Four elements of the advisor program make it unique in the Defense Department, Uribe said. One of these is training. A seven-week course includes five weeks in Washington for professional advisor training, cultural awareness, country familiarization, language instruction and senior-level consultations and briefings, and two weeks at Camp Atterbury in Indiana for an evaluated exercise.
Three other elements are:
— Backfill: The program has funding to pay the parent organization to hire a temporary replacement for the deploying senior manager;
— Reachback: Advisors can use their own contacts and call on experts from their parent organizations to help with the mission in Afghanistan; and,
— Partnership: The long-term goal is to establish an ongoing partnership between the Defense Department in the United States and Afghanistan’s defense ministry.
“At the same time that we’re undertaking to build these effective and accountable defense institutions for our partners,” Uribe said, “we’re expanding professional opportunities for our senior DOD civilians, providing them a lot of additional training that we believe they’re going to bring back to their own organizations.”

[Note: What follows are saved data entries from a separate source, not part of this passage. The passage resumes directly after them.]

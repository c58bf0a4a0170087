//! Monitor manager
//!
//! Owns every runner handle and serializes lifecycle transitions behind one
//! async mutex. Reacts to bus events: definition updates restart runners
//! when scheduling-relevant fields changed, deletions cancel the runner and
//! sweep dependent heartbeats and relationship rows, status transitions are
//! persisted back onto the monitor record, and maintenance changes nudge
//! everyone so window boundaries take effect without waiting out an
//! interval. The push ingress enters the heartbeat stream here via
//! [`MonitorManager::submit_push`].

use std::collections::HashMap;
use std::collections::hash_map::DefaultHasher;
use std::hash::{Hash, Hasher};
use std::sync::Arc;

use tokio::sync::Mutex;
use tokio_util::sync::CancellationToken;
use tracing::{debug, error, info, instrument, warn};

use crate::bus;
use crate::events::Event;
use crate::model::{Heartbeat, Monitor, MonitorKind, MonitorStatus};
use crate::repo::{
    HeartbeatRepository, MaintenanceRepository, MonitorRepository,
    NotificationChannelRepository, RepoError, StatusPageRepository,
};
use crate::runner::{RunnerDeps, RunnerHandle};

/// Errors surfaced by manager entry points.
#[derive(Debug)]
pub enum ManagerError {
    MonitorNotFound(String),
    NotAPushMonitor(String),
    Repo(RepoError),
}

impl std::fmt::Display for ManagerError {
    fn fmt(&self, f: &mut std::fmt::Formatter<'_>) -> std::fmt::Result {
        match self {
            ManagerError::MonitorNotFound(id) => write!(f, "monitor {id} not found"),
            ManagerError::NotAPushMonitor(id) => {
                write!(f, "monitor {id} does not accept push heartbeats")
            }
            ManagerError::Repo(e) => write!(f, "{e}"),
        }
    }
}

impl std::error::Error for ManagerError {}

impl From<RepoError> for ManagerError {
    fn from(e: RepoError) -> Self {
        ManagerError::Repo(e)
    }
}

/// Hash of the fields that force a runner restart when they change.
fn schedule_fingerprint(monitor: &Monitor) -> u64 {
    let mut hasher = DefaultHasher::new();
    monitor.interval_secs.hash(&mut hasher);
    monitor.timeout_secs.hash(&mut hasher);
    monitor.max_retries.hash(&mut hasher);
    monitor.retry_interval_secs.hash(&mut hasher);
    monitor.resend_interval.hash(&mut hasher);
    monitor.kind.hash(&mut hasher);
    monitor.config.hash(&mut hasher);
    monitor.proxy_id.hash(&mut hasher);
    monitor.push_token.hash(&mut hasher);
    hasher.finish()
}

struct RunnerEntry {
    handle: RunnerHandle,
    fingerprint: u64,
}

struct Inner {
    runners: Mutex<HashMap<String, RunnerEntry>>,
    monitors: Arc<dyn MonitorRepository>,
    maintenances: Arc<dyn MaintenanceRepository>,
    channels: Arc<dyn NotificationChannelRepository>,
    status_pages: Arc<dyn StatusPageRepository>,
    deps: RunnerDeps,
    token: CancellationToken,
}

#[derive(Clone)]
pub struct MonitorManager {
    inner: Arc<Inner>,
}

impl MonitorManager {
    pub fn new(
        monitors: Arc<dyn MonitorRepository>,
        maintenances: Arc<dyn MaintenanceRepository>,
        channels: Arc<dyn NotificationChannelRepository>,
        status_pages: Arc<dyn StatusPageRepository>,
        deps: RunnerDeps,
    ) -> Self {
        Self {
            inner: Arc::new(Inner {
                runners: Mutex::new(HashMap::new()),
                monitors,
                maintenances,
                channels,
                status_pages,
                deps,
                token: CancellationToken::new(),
            }),
        }
    }

    /// Spawn one runner per active monitor and start consuming bus events.
    #[instrument(skip(self))]
    pub async fn start(&self) -> Result<(), ManagerError> {
        // Subscribe before the first runner ticks so no startup transition
        // is missed.
        let mut rx = self.inner.deps.bus.subscribe();

        let monitors = self.inner.monitors.find_active().await?;
        info!("starting runners for {} active monitors", monitors.len());

        {
            let mut runners = self.inner.runners.lock().await;
            for monitor in monitors {
                if let Err(e) = monitor.validate() {
                    warn!(monitor = %monitor.name, "skipping invalid monitor: {e}");
                    continue;
                }
                Self::spawn_locked(&self.inner, &mut runners, monitor);
            }
        }

        let inner = self.inner.clone();
        tokio::spawn(async move {
            loop {
                let event = tokio::select! {
                    _ = inner.token.cancelled() => break,
                    event = bus::next_event("manager", &mut rx) => event,
                };
                match event {
                    Some(event) => Self::handle_event(&inner, event).await,
                    None => break,
                }
            }
            debug!("manager event loop stopped");
        });

        Ok(())
    }

    fn spawn_locked(
        inner: &Arc<Inner>,
        runners: &mut HashMap<String, RunnerEntry>,
        monitor: Monitor,
    ) {
        let id = monitor.id.clone();
        let fingerprint = schedule_fingerprint(&monitor);
        debug!(monitor = %monitor.name, "spawning runner");
        let handle = RunnerHandle::spawn(monitor, inner.deps.clone());
        runners.insert(
            id,
            RunnerEntry {
                handle,
                fingerprint,
            },
        );
    }

    /// Start a runner for the monitor if none exists yet.
    pub async fn start_monitor(&self, monitor_id: &str) -> Result<(), ManagerError> {
        let monitor = self
            .inner
            .monitors
            .find_by_id(monitor_id)
            .await?
            .ok_or_else(|| ManagerError::MonitorNotFound(monitor_id.to_string()))?;
        if !monitor.active {
            return Ok(());
        }

        let mut runners = self.inner.runners.lock().await;
        if runners.contains_key(monitor_id) {
            return Ok(());
        }
        Self::spawn_locked(&self.inner, &mut runners, monitor);
        Ok(())
    }

    /// Cancel and drain the monitor's runner, if any.
    pub async fn stop_monitor(&self, monitor_id: &str) {
        let entry = {
            let mut runners = self.inner.runners.lock().await;
            runners.remove(monitor_id)
        };
        if let Some(entry) = entry {
            debug!("stopping runner for {monitor_id}");
            entry.handle.stop().await;
        }
    }

    /// Request an immediate re-tick.
    pub async fn nudge(&self, monitor_id: &str) {
        let runners = self.inner.runners.lock().await;
        if let Some(entry) = runners.get(monitor_id) {
            entry.handle.nudge();
        }
    }

    async fn nudge_all(&self) {
        let runners = self.inner.runners.lock().await;
        for entry in runners.values() {
            entry.handle.nudge();
        }
    }

    pub async fn runner_count(&self) -> usize {
        self.inner.runners.lock().await.len()
    }

    pub async fn has_runner(&self, monitor_id: &str) -> bool {
        self.inner.runners.lock().await.contains_key(monitor_id)
    }

    /// Ingress for push monitors: synthesize a heartbeat, publish the
    /// events a probe tick would have produced, and reset the watchdog.
    #[instrument(skip(self, msg))]
    pub async fn submit_push(
        &self,
        monitor_id: &str,
        status: MonitorStatus,
        ping_ms: u32,
        msg: &str,
    ) -> Result<Heartbeat, ManagerError> {
        let monitor = self
            .inner
            .monitors
            .find_by_id(monitor_id)
            .await?
            .ok_or_else(|| ManagerError::MonitorNotFound(monitor_id.to_string()))?;
        if monitor.kind != MonitorKind::Push {
            return Err(ManagerError::NotAPushMonitor(monitor_id.to_string()));
        }

        let now = self.inner.deps.clock.now();
        let previous = self
            .inner
            .deps
            .heartbeats
            .repo()
            .find_last_n(monitor_id, 1)
            .await?
            .into_iter()
            .next();

        let prev_status = previous.as_ref().map(|b| b.status);
        let mut beat = Heartbeat::new(monitor_id, status, now);
        beat.msg = msg.to_string();
        beat.ping_ms = if status == MonitorStatus::Up { ping_ms } else { 0 };
        beat.end_time = now + chrono::Duration::milliseconds(beat.ping_ms as i64);
        beat.duration_ms = previous
            .as_ref()
            .map(|b| (now - b.time).num_milliseconds().max(0) as u64)
            .unwrap_or(0);
        beat.down_count = match status {
            MonitorStatus::Down => previous.map(|b| b.down_count).unwrap_or(0) + 1,
            _ => 0,
        };
        beat.important = match (prev_status, status) {
            (Some(MonitorStatus::Down), MonitorStatus::Up) => true,
            (Some(MonitorStatus::Down), MonitorStatus::Down) => false,
            (_, MonitorStatus::Down) => true,
            _ => false,
        };

        let persisted = self
            .inner
            .deps
            .heartbeats
            .record(beat)
            .await
            .ok_or_else(|| {
                ManagerError::Repo(RepoError::QueryFailed(
                    "push heartbeat could not be persisted".to_string(),
                ))
            })?;

        if monitor.status != status {
            self.inner
                .deps
                .bus
                .publish(Event::MonitorStatusChanged(persisted.clone()));
        }
        self.nudge(monitor_id).await;

        Ok(persisted)
    }

    async fn handle_event(inner: &Arc<Inner>, event: Event) {
        let manager = MonitorManager {
            inner: inner.clone(),
        };
        match event {
            Event::MonitorUpdated(monitor) => {
                debug!(monitor = %monitor.name, "monitor updated");
                if !monitor.active {
                    manager.stop_monitor(&monitor.id).await;
                    return;
                }
                if let Err(e) = monitor.validate() {
                    warn!(monitor = %monitor.name, "not (re)starting invalid monitor: {e}");
                    manager.stop_monitor(&monitor.id).await;
                    return;
                }

                let needs_restart = {
                    let runners = inner.runners.lock().await;
                    match runners.get(&monitor.id) {
                        Some(entry) => entry.fingerprint != schedule_fingerprint(&monitor),
                        None => true,
                    }
                };
                if needs_restart {
                    manager.stop_monitor(&monitor.id).await;
                    let mut runners = inner.runners.lock().await;
                    Self::spawn_locked(inner, &mut runners, monitor);
                }
            }

            Event::MonitorDeleted(monitor_id) => {
                debug!("monitor {monitor_id} deleted, sweeping dependents");
                manager.stop_monitor(&monitor_id).await;

                if let Err(e) = inner
                    .deps
                    .heartbeats
                    .repo()
                    .delete_by_monitor(&monitor_id)
                    .await
                {
                    error!("failed to delete heartbeats of {monitor_id}: {e}");
                }
                if let Err(e) = inner.maintenances.unlink_all_for_monitor(&monitor_id).await {
                    error!("failed to unlink maintenances of {monitor_id}: {e}");
                }
                if let Err(e) = inner.channels.unlink_all_for_monitor(&monitor_id).await {
                    error!("failed to unlink channels of {monitor_id}: {e}");
                }
                if let Err(e) = inner.status_pages.unlink_all_for_monitor(&monitor_id).await {
                    error!("failed to unlink status pages of {monitor_id}: {e}");
                }
            }

            Event::MonitorStatusChanged(beat) => {
                if let Err(e) = inner
                    .monitors
                    .update_status(&beat.monitor_id, beat.status)
                    .await
                {
                    warn!("failed to persist status of {}: {e}", beat.monitor_id);
                }
            }

            Event::MaintenanceChanged => {
                debug!("maintenance changed, nudging all runners");
                manager.nudge_all().await;
            }

            Event::HeartbeatCreated(_) | Event::NotificationChannelUpdated(_) => {}
        }
    }

    /// Stop the event loop and drain every runner.
    #[instrument(skip(self))]
    pub async fn shutdown(&self) {
        info!("shutting down monitor manager");
        self.inner.token.cancel();

        let entries: Vec<RunnerEntry> = {
            let mut runners = self.inner.runners.lock().await;
            runners.drain().map(|(_, entry)| entry).collect()
        };
        for entry in entries {
            entry.handle.stop().await;
        }
        info!("all runners stopped");
    }
}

Richard A. Pollitt, one of those senior civilians, is director of logistics at the U.S. Army Garrison in Bamburg, Germany. He is a logistics expert who has been on the ground in Afghanistan for 11 months and who just extended his stay for another four months.
“I wanted to see some of these processes and systems that we worked so hard to put in place come to fruition,” he said.
Pollitt is the senior civilian advisor to Afghan Maj. Gen. Timor Shah, chief of logistics at Afghanistan’s interior ministry.
“The program is all about developing capacity at the ministerial level,” he said, “and I’ve had a significant impact on the ministry of interior logistics system, which sustains a police force of just under 150,000.”
On a strategic level, he added, “we’ve been able to build capacity in the logistics department for developing a budget and a spend plan.”
For the first time, Pollitt said, the department has been able to identify and prioritize its requirements for the logistics department.
On an operational level, the logistics expert said, a test of a logistics readiness tool recently took place in Panjshir province. “That is a computer program that tracks unit readiness and asset visibility,” making sure all the equipment, weapons and vehicles are identified in the system’s database and accounted for, he explained.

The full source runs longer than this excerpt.